# Work instructions:
A line belongs in the answer if it contains "first"; copy every such line from the entries below.

# Data for processing:
//! Blocking HTTP and file source readers

use flate2::read::GzDecoder;
use relic_engine::RelicIndex;
use serde::de::DeserializeOwned;
use std::io::Read;

use crate::error::IngestError;

/// True when `source` should be fetched over HTTP rather than read from disk
pub fn is_remote(source: &str) -> bool {
    source.starts_with("http://") || source.starts_with("https://")
}

/// GET `url` and return the body
pub fn fetch_bytes(url: &str) -> Result<Vec<u8>, IngestError> {
    tracing::info!(url, "fetching");

    let response = ureq::get(url).call().map_err(|e| IngestError::Http {
        url: url.to_string(),
        source: Box::new(e),
    })?;

    let mut body = Vec::new();
    response.into_reader().read_to_end(&mut body)?;

    tracing::debug!(url, bytes = body.len(), "fetched");
    Ok(body)
}

/// GET `url` and decode the body as UTF-8 (lossy)
pub fn fetch_text(url: &str) -> Result<String, IngestError> {
    let body = fetch_bytes(url)?;
    Ok(String::from_utf8_lossy(&body).into_owned())
}

/// Read a URL or a local file path
pub fn read_source(source: &str) -> Result<Vec<u8>, IngestError> {
    if is_remote(source) {
        fetch_bytes(source)
    } else {
        tracing::info!(path = source, "reading");
        Ok(std::fs::read(source)?)
    }
}

/// Read a URL or local file as text
pub fn read_source_text(source: &str) -> Result<String, IngestError> {
    let bytes = read_source(source)?;
    Ok(String::from_utf8_lossy(&bytes).into_owned())
}

/// Decode gzip compressed JSON
pub fn decode_gzip_json<T: DeserializeOwned>(bytes: &[u8]) -> Result<T, IngestError> {
    let mut json = Vec::new();
    GzDecoder::new(bytes)
        .read_to_end(&mut json)
        .map_err(|e| IngestError::Decompress(format!("gzip: {e}")))?;
    Ok(serde_json::from_slice(&json)?)
}

/// GET a gzip compressed JSON document
pub fn fetch_gzip_json<T: DeserializeOwned>(url: &str) -> Result<T, IngestError> {
    decode_gzip_json(&fetch_bytes(url)?)
}

/// Load a published relic index from a URL or file
pub fn fetch_index(source: &str) -> Result<RelicIndex, IngestError> {
    let bytes = read_source(source)?;
    Ok(RelicIndex::from_bytes(&bytes)?)
}
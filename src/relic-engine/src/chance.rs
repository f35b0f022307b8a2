//! Tier codes and drop chance resolution
//!
//! A relic's drop table stores one [`TierCode`] per item. Most codes are a
//! single tier digit, but an item that fills two slots of the same relic is
//! stored as a compound code (`21` = one uncommon slot plus one common slot).

use serde::{Deserialize, Serialize};
use std::fmt;

use crate::rarity::base_chance;
use crate::refinement::Refinement;

/// Stored rarity code for one item of a relic
#[derive(Debug, Clone, Copy, PartialEq, Eq, Hash, PartialOrd, Ord, Serialize, Deserialize)]
#[serde(transparent)]
pub struct TierCode(pub u32);

impl TierCode {
    /// Decimal digits of the code, most significant first
    pub fn digits(self) -> Vec<u8> {
        let mut digits = Vec::new();
        let mut n = self.0;
        loop {
            digits.push((n % 10) as u8);
            n /= 10;
            if n == 0 {
                break;
            }
        }
        digits.reverse();
        digits
    }

    /// Tier of the leading digit (the best slot the item occupies)
    pub fn lead_tier(self) -> u8 {
        self.digits()[0]
    }

    /// Combine two codes for the same item into one compound code.
    ///
    /// Digits are kept largest first, so `tied(1, 2)` is `21`.
    pub fn tied(self, other: TierCode) -> TierCode {
        let mut digits = self.digits();
        digits.extend(other.digits());
        digits.sort_unstable_by(|a, b| b.cmp(a));
        TierCode(digits.iter().fold(0, |acc, &d| acc * 10 + u32::from(d)))
    }
}

impl From<u32> for TierCode {
    fn from(code: u32) -> Self {
        TierCode(code)
    }
}

impl fmt::Display for TierCode {
    fn fmt(&self, f: &mut fmt::Formatter<'_>) -> fmt::Result {
        write!(f, "{}", self.0)
    }
}

/// Resolved chance of an item dropping from one relic
#[derive(Debug, Clone, PartialEq, Serialize, Deserialize)]
#[serde(untagged)]
pub enum DropChance {
    /// Item occupies a single slot
    Single(f64),
    /// Item occupies several slots; one chance per slot in code order
    Tied(Vec<f64>),
}

impl DropChance {
    /// Per-slot chances in order
    pub fn as_slice(&self) -> &[f64] {
        match self {
            DropChance::Single(chance) => std::slice::from_ref(chance),
            DropChance::Tied(chances) => chances,
        }
    }

    /// Combined chance across all slots
    pub fn total(&self) -> f64 {
        self.as_slice().iter().sum()
    }
}

/// Resolve a stored tier code into drop chances at `refinement`.
///
/// Returns `None` when the code (or any digit of a compound code) is not a
/// tier known for the refinement. Compound codes never resolve partially.
pub fn resolve_drop_chance(refinement: Refinement, code: TierCode) -> Option<DropChance> {
    if let Some(chance) = u8::try_from(code.0)
        .ok()
        .and_then(|tier| base_chance(refinement, tier))
    {
        return Some(DropChance::Single(chance));
    }

    code.digits()
        .into_iter()
        .map(|digit| base_chance(refinement, digit))
        .collect::<Option<Vec<f64>>>()
        .map(DropChance::Tied)
}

# Finished task:
    /// Decimal digits of the code, most significant first
    /// Digits are kept largest first, so `tied(1, 2)` is `21`.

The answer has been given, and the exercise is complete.